*Problem*. Go through the data below and return each line where the string "DisassemblerInfo" occurs.

*Records shown*.
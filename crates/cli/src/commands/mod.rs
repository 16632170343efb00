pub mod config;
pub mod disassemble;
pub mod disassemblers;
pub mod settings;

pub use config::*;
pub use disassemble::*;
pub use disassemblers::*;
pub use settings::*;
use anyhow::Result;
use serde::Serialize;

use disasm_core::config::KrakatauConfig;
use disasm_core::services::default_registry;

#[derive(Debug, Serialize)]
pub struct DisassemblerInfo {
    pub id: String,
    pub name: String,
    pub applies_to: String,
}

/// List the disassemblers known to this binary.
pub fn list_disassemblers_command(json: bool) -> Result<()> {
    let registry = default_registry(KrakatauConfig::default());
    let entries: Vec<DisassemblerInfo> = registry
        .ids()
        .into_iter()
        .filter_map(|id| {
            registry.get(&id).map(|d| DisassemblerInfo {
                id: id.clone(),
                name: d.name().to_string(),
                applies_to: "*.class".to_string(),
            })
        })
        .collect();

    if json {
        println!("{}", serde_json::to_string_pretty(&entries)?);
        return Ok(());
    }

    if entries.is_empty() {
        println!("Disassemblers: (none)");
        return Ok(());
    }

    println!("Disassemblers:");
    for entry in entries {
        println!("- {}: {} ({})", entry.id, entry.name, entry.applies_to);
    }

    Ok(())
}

--

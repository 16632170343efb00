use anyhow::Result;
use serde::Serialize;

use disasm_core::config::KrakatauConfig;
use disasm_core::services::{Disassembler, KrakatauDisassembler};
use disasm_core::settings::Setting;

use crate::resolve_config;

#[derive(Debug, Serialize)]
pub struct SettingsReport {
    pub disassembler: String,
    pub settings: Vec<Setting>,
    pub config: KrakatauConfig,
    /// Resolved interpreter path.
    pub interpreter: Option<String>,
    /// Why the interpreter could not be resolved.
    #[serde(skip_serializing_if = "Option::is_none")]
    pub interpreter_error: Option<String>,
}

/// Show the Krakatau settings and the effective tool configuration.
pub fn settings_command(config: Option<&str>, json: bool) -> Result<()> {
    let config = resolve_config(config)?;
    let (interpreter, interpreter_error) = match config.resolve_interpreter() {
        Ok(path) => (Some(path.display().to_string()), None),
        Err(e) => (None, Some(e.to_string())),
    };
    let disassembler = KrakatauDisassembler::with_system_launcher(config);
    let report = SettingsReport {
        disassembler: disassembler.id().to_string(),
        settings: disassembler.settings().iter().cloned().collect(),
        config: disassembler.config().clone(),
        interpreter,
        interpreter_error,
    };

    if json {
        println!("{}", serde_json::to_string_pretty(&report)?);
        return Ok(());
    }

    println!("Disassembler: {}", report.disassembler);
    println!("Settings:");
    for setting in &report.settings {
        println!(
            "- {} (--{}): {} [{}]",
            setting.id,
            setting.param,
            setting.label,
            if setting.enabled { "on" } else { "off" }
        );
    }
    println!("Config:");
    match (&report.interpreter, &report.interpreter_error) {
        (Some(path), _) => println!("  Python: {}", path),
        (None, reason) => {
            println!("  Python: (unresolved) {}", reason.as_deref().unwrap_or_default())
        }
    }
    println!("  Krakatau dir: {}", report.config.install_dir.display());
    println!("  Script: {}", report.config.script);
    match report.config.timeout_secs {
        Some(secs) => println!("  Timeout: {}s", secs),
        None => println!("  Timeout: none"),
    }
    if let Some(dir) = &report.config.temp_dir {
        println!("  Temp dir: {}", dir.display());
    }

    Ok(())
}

*Task response*.
pub struct DisassemblerInfo {
    let entries: Vec<DisassemblerInfo> = registry
            registry.get(&id).map(|d| DisassemblerInfo {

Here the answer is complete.